> _PROBLEM DESCRIPTION_: The answer must be every line of the records below that contains the word "RateLimited".

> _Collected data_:
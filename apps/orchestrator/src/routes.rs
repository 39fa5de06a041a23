// [apps/orchestrator/src/routes.rs]
/*!
 * APARATO: TOPOLOGÍA DE RUTAS
 * CLASIFICACIÓN: API ADAPTER LAYER (ESTRATO L3)
 * RESPONSABILIDAD: ENSAMBLA EL ROUTER DE AXUM BAJO `/v1` (§6)
 *
 * `devices/register` y `updates/check` quedan deliberadamente fuera de
 * `device_auth_guard`: el primero es donde el token se emite, el
 * segundo debe seguir respondiendo aunque el dispositivo no tenga un
 * token válido todavía (§4.5 paso 1, "unauthenticated checks allowed
 * but subject to stricter rate limits"). Todo lo demás del lado del
 * dispositivo exige el bearer token emitido en el registro; la
 * superficie administrativa (C9) se asume detrás de un perímetro de
 * autenticación de operador gestionado fuera de este núcleo.
 */

use axum::{
    http::{header, Method},
    middleware,
    routing::{get, post},
    Router,
};
use tower_http::cors::{Any, CorsLayer};
use tower_http::trace::TraceLayer;

use crate::handlers::{devices, health, releases, telemetry, updates};
use crate::middleware::{device_auth_guard, device_rate_limit_guard, unauthenticated_rate_limit_guard};
use crate::state::AppState;

pub fn build_router(state: AppState) -> Router {
    let cors = CorsLayer::new()
        .allow_origin(Any)
        .allow_methods([Method::GET, Method::POST])
        .allow_headers([header::AUTHORIZATION, header::CONTENT_TYPE]);

    let public = Router::new()
        .route("/devices/register", post(devices::register_device))
        .route("/updates/check", post(updates::check_update))
        .route_layer(middleware::from_fn_with_state(state.clone(), unauthenticated_rate_limit_guard));

    let device_authenticated = Router::new()
        .route("/apps/:appId/health-config", get(health::get_health_config))
        .route("/health/failure", post(health::report_health_failure))
        .route("/telemetry", post(telemetry::ingest_telemetry))
        .route("/telemetry/batch", post(telemetry::ingest_telemetry_batch))
        .route("/telemetry/crash", post(telemetry::ingest_crash))
        .route_layer(middleware::from_fn_with_state(state.clone(), device_rate_limit_guard))
        .route_layer(middleware::from_fn_with_state(state.clone(), device_auth_guard));

    let admin = Router::new()
        .route("/apps/:appId/releases", post(releases::create_release).get(releases::list_releases))
        .route("/releases/:releaseId/process", post(releases::process_release))
        .route("/releases/:releaseId/cancel", post(releases::cancel_release))
        .route("/releases/:releaseId/rollback", post(releases::rollback_release));

    Router::new()
        .route("/health", get(|| async { "ok" }))
        .nest("/v1", Router::new().merge(public).merge(device_authenticated).merge(admin))
        .layer(TraceLayer::new_for_http())
        .layer(cors)
        .with_state(state)
}
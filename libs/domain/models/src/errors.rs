// [libs/domain/models/src/errors.rs]
/*!
 * APARATO: TAXONOMÍA DE ERRORES DEL NÚCLEO (CROSS-CUTTING)
 * CLASIFICACIÓN: DOMAIN MODELS (ESTRATO L2)
 * RESPONSABILIDAD: KINDS COMPARTIDOS ENTRE SERVIDOR Y AGENTE
 *
 * Estos son "kinds", no nombres de tipo: cada crate del workspace que
 * necesita superficie de error propia (infra-db, infra-device-client,
 * device-agent) define su propio enum `thiserror` y mapea a uno de
 * estos kinds en el límite, en vez de depender directamente de este
 * enum como su tipo de error interno.
 */

use serde::{Deserialize, Serialize};

#[derive(Debug, Clone, Copy, PartialEq, Eq, Serialize, Deserialize)]
#[serde(rename_all = "SCREAMING_SNAKE_CASE")]
pub enum ErrorKind {
    NotFound,
    InvalidInput,
    InvalidToken,
    TokenExpired,
    InvalidBundle,
    VersionMismatch,
    RateLimited,
    Conflict,
    NetworkError,
    InternalError,
}

impl std::fmt::Display for ErrorKind {
    fn fmt(&self, f: &mut std::fmt::Formatter<'_>) -> std::fmt::Result {
        let label = match self {
            ErrorKind::NotFound => "NOT_FOUND",
            ErrorKind::InvalidInput => "INVALID_INPUT",
            ErrorKind::InvalidToken => "INVALID_TOKEN",
            ErrorKind::TokenExpired => "TOKEN_EXPIRED",
            ErrorKind::InvalidBundle => "INVALID_BUNDLE",
            ErrorKind::VersionMismatch => "VERSION_MISMATCH",
            ErrorKind::RateLimited => "RATE_LIMITED",
            ErrorKind::Conflict => "CONFLICT",
            ErrorKind::NetworkError => "NETWORK_ERROR",
            ErrorKind::InternalError => "INTERNAL_ERROR",
        };
        write!(f, "{label}")
    }
}

#[derive(Debug, thiserror::Error, Clone, PartialEq, Eq)]
#[error("[{kind}]: {message}")]
pub struct DomainError {
    pub kind: ErrorKind,
    pub message: String,
}

impl DomainError {
    pub fn new(kind: ErrorKind, message: impl Into<String>) -> Self {
        Self {
            kind,
            message: message.into(),
        }
    }

    pub fn not_found(message: impl Into<String>) -> Self {
        Self::new(ErrorKind::NotFound, message)
    }

    pub fn invalid_input(message: impl Into<String>) -> Self {
        Self::new(ErrorKind::InvalidInput, message)
    }

    pub fn conflict(message: impl Into<String>) -> Self {
        Self::new(ErrorKind::Conflict, message)
    }

    pub fn internal(message: impl Into<String>) -> Self {
        Self::new(ErrorKind::InternalError, message)
    }
}
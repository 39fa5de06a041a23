// [libs/device-agent/src/startup.rs]
/*!
 * APARATO: SECUENCIA DE ARRANQUE (§4.6.1)
 * RESPONSABILIDAD: PASOS 1-5, PUROS Y SINCRÓNICOS — SOLO TOCAN EL
 *    `PlatformBridge` (también sincrónico); LOS PASOS 6-7 (REGISTRO,
 *    AUTO-CHECK) SON DE RED Y VIVEN EN `agent.rs`.
 *
 * Mantener esta parte pura permite probar cada rama del protocolo de
 * arranque sin un cliente HTTP ni un reloj real.
 */

use bundlenudge_domain_models::{DeviceMetadata, PersistedAppVersionInfo};
use chrono::{DateTime, Utc};
use sha2::{Digest, Sha256};
use tracing::{info, warn};

use crate::bridge::PlatformBridge;
use crate::callbacks::AgentCallbacks;

#[derive(Debug, Clone, PartialEq, Eq)]
pub enum LoadedBundle {
    /// The bundle shipped inside the native app binary.
    Embedded,
    Version(String),
}

#[derive(Debug, Clone)]
pub struct StartupResult {
    pub metadata: DeviceMetadata,
    pub bundle_to_load: LoadedBundle,
    /// True when this launch should arm the post-install verification window (step 5).
    pub start_verification: bool,
    pub native_update_detected: bool,
}

/// Runs steps 1 through 5 against whatever was loaded from storage.
/// `now` is injected so rollback/verification bookkeeping is testable
/// without a real clock.
pub fn run_startup_sequence(
    loaded: Option<DeviceMetadata>,
    bridge: &dyn PlatformBridge,
    callbacks: &dyn AgentCallbacks,
    now: DateTime<Utc>,
) -> StartupResult {
    // Step 1: load + validate, with promotion of a pending install scheduled by the previous launch.
    let mut metadata = match loaded {
        Some(candidate) if candidate.is_schema_valid() => candidate,
        Some(_) => {
            warn!("🧯 [STARTUP]: persisted metadata failed schema validation, resetting to defaults");
            DeviceMetadata::default_with_fresh_id()
        }
        None => DeviceMetadata::default_with_fresh_id(),
    };

    if metadata.pending_update_flag {
        metadata.previous_version = metadata.current_version.take();
        metadata.current_version = metadata.pending_version.take();
        metadata.current_version_hash =
            metadata.current_version.as_ref().and_then(|v| metadata.bundle_hashes.get(v).cloned());
        metadata.pending_update_flag = false;
        info!("⬆️ [STARTUP]: promoted pending install to current for this launch");
    }

    // Step 2: native-update version guard.
    let native = bridge.native_version_info();
    let version_changed = match &metadata.app_version_info {
        None => true,
        Some(persisted) => {
            persisted.app_version != native.app_version || persisted.build_number != native.build_number
        }
    };

    if version_changed {
        for version in metadata.bundle_hashes.keys().cloned().collect::<Vec<_>>() {
            if let Err(error) = bridge.remove_bundle(&version) {
                warn!(%error, version, "🧹 [STARTUP]: failed to remove stale bundle during native-update reset");
            }
        }
        metadata.bundle_hashes.clear();
        metadata.current_version = None;
        metadata.current_version_hash = None;
        metadata.previous_version = None;
        metadata.pending_version = None;
        metadata.pending_update_flag = false;
        metadata.crash_count = 0;
        metadata.last_crash_time = None;
        metadata.app_version_info = Some(PersistedAppVersionInfo {
            app_version: native.app_version.clone(),
            build_number: native.build_number.clone(),
            recorded_at: now,
        });

        callbacks.on_native_update_detected();
        info!("📱 [STARTUP]: native app version changed, all OTA bundles cleared");

        // Step 4 is skipped this launch per the startup contract.
        return StartupResult {
            metadata,
            bundle_to_load: LoadedBundle::Embedded,
            start_verification: false,
            native_update_detected: true,
        };
    }

    // Step 3: crash recovery, inherited from a previous launch that never confirmed.
    if metadata.previous_version.is_some() && metadata.crash_count > 0 {
        metadata.crash_count += 1;
        let rolled_back_version = metadata.previous_version.take();
        metadata.current_version = rolled_back_version.clone();
        metadata.current_version_hash =
            rolled_back_version.as_ref().and_then(|v| metadata.bundle_hashes.get(v).cloned());
        metadata.pending_version = None;
        metadata.pending_update_flag = false;
        metadata.crash_count = 0;
        metadata.last_crash_time = Some(now);

        warn!("💥 [STARTUP]: prior launch never confirmed readiness, rolled back to previous version");

        return StartupResult {
            metadata,
            bundle_to_load: rolled_back_version.map(LoadedBundle::Version).unwrap_or(LoadedBundle::Embedded),
            start_verification: false,
            native_update_detected: false,
        };
    }

    // Step 4: bundle validation against the on-disk hash.
    let mut bundle_to_load =
        metadata.current_version.clone().map(LoadedBundle::Version).unwrap_or(LoadedBundle::Embedded);

    if let LoadedBundle::Version(version) = bundle_to_load.clone() {
        if let Some(stored_hash) = metadata.bundle_hashes.get(&version).cloned() {
            let validation_failed = match bridge.read_bundle_bytes(&version) {
                Ok(bytes) => {
                    let actual_hash = hex::encode(Sha256::digest(&bytes));
                    !actual_hash.eq_ignore_ascii_case(&stored_hash)
                }
                Err(_) => true,
            };

            if validation_failed {
                let _ = bridge.remove_bundle(&version);
                metadata.bundle_hashes.remove(&version);
                metadata.current_version = None;
                metadata.current_version_hash = None;
                bundle_to_load = LoadedBundle::Embedded;
                callbacks.on_validation_failed(&version);
                warn!(version, "🚫 [STARTUP]: on-disk bundle failed hash validation, falling back to embedded");
            }
        }
        // A bundle with no stored hash (legacy) is accepted as-is.
    }

    // Step 5: arm the post-install verification window if this launch is evaluating a fresh install.
    let start_verification = metadata.previous_version.is_some();
    if start_verification {
        metadata.crash_count += 1;
        info!("⏱️ [STARTUP]: starting post-install verification window");
    }

    StartupResult { metadata, bundle_to_load, start_verification, native_update_detected: false }
}

#[cfg(test)]
mod tests {
    use super::*;
    use crate::bridge::InMemoryBridge;
    use crate::callbacks::NoopCallbacks;
    use std::collections::BTreeMap;

    fn base_metadata() -> DeviceMetadata {
        DeviceMetadata::default_with_fresh_id()
    }

    #[test]
    fn first_launch_ever_detects_native_update_and_skips_validation() {
        let bridge = InMemoryBridge::new("1.0.0", "100");
        let result = run_startup_sequence(None, &bridge, &NoopCallbacks, Utc::now());

        assert!(result.native_update_detected);
        assert_eq!(result.bundle_to_load, LoadedBundle::Embedded);
        assert!(!result.start_verification);
        assert_eq!(result.metadata.app_version_info.unwrap().app_version, "1.0.0");
    }

    #[test]
    fn native_version_bump_clears_ota_state() {
        let bridge = InMemoryBridge::new("2.0.0", "200");
        let mut metadata = base_metadata();
        metadata.app_version_info = Some(PersistedAppVersionInfo {
            app_version: "1.0.0".into(),
            build_number: "100".into(),
            recorded_at: Utc::now(),
        });
        metadata.current_version = Some("1.2.0".into());
        metadata.bundle_hashes.insert("1.2.0".into(), "a".repeat(64));
        metadata.crash_count = 3;

        let result = run_startup_sequence(Some(metadata), &bridge, &NoopCallbacks, Utc::now());

        assert!(result.native_update_detected);
        assert!(result.metadata.bundle_hashes.is_empty());
        assert_eq!(result.metadata.current_version, None);
        assert_eq!(result.metadata.crash_count, 0);
    }

    #[test]
    fn unconfirmed_previous_launch_triggers_rollback() {
        let bridge = InMemoryBridge::new("1.0.0", "100");
        let mut metadata = base_metadata();
        metadata.app_version_info =
            Some(PersistedAppVersionInfo { app_version: "1.0.0".into(), build_number: "100".into(), recorded_at: Utc::now() });
        metadata.current_version = Some("1.3.0".into());
        metadata.previous_version = Some("1.2.0".into());
        metadata.crash_count = 1;
        metadata.bundle_hashes.insert("1.2.0".into(), "b".repeat(64));

        let result = run_startup_sequence(Some(metadata), &bridge, &NoopCallbacks, Utc::now());

        assert!(!result.native_update_detected);
        assert_eq!(result.bundle_to_load, LoadedBundle::Version("1.2.0".into()));
        assert_eq!(result.metadata.current_version, Some("1.2.0".into()));
        assert_eq!(result.metadata.previous_version, None);
        assert_eq!(result.metadata.crash_count, 0);
        assert!(!result.start_verification);
    }

    #[test]
    fn hash_mismatch_falls_back_to_embedded_and_invokes_callback() {
        let bridge = InMemoryBridge::new("1.0.0", "100");
        bridge.save_bundle_atomic("1.2.0", b"tampered-bytes").unwrap();

        let mut metadata = base_metadata();
        metadata.app_version_info =
            Some(PersistedAppVersionInfo { app_version: "1.0.0".into(), build_number: "100".into(), recorded_at: Utc::now() });
        metadata.current_version = Some("1.2.0".into());
        metadata.bundle_hashes.insert("1.2.0".into(), "0".repeat(64));

        let result = run_startup_sequence(Some(metadata), &bridge, &NoopCallbacks, Utc::now());

        assert_eq!(result.bundle_to_load, LoadedBundle::Embedded);
        assert_eq!(result.metadata.current_version, None);
        assert!(!result.metadata.bundle_hashes.contains_key("1.2.0"));
    }

    #[test]
    fn legacy_bundle_without_stored_hash_is_accepted() {
        let bridge = InMemoryBridge::new("1.0.0", "100");
        let mut metadata = base_metadata();
        metadata.app_version_info =
            Some(PersistedAppVersionInfo { app_version: "1.0.0".into(), build_number: "100".into(), recorded_at: Utc::now() });
        metadata.current_version = Some("0.9.0".into());
        metadata.bundle_hashes = BTreeMap::new();

        let result = run_startup_sequence(Some(metadata), &bridge, &NoopCallbacks, Utc::now());

        assert_eq!(result.bundle_to_load, LoadedBundle::Version("0.9.0".into()));
    }

    #[test]
    fn fresh_install_arms_verification_and_marks_launch_unconfirmed() {
        let bridge = InMemoryBridge::new("1.0.0", "100");
        bridge.save_bundle_atomic("1.3.0", b"good-bytes").unwrap();
        let hash = hex::encode(Sha256::digest(b"good-bytes"));

        let mut metadata = base_metadata();
        metadata.app_version_info =
            Some(PersistedAppVersionInfo { app_version: "1.0.0".into(), build_number: "100".into(), recorded_at: Utc::now() });
        metadata.current_version = Some("1.3.0".into());
        metadata.previous_version = Some("1.2.0".into());
        metadata.bundle_hashes.insert("1.3.0".into(), hash);
        metadata.crash_count = 0;

        let result = run_startup_sequence(Some(metadata), &bridge, &NoopCallbacks, Utc::now());

        assert!(result.start_verification);
        assert_eq!(result.metadata.crash_count, 1);
        assert_eq!(result.bundle_to_load, LoadedBundle::Version("1.3.0".into()));
    }

    #[test]
    fn corrupt_schema_resets_to_defaults() {
        let bridge = InMemoryBridge::new("1.0.0", "100");
        let mut metadata = base_metadata();
        metadata.crash_count = 255; // outside [0,100], invalid schema

        let result = run_startup_sequence(Some(metadata), &bridge, &NoopCallbacks, Utc::now());
        assert!(result.native_update_detected);
    }
}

> _REPLY TO THE EXERCISE_:
    RateLimited,
            ErrorKind::RateLimited => "RATE_LIMITED",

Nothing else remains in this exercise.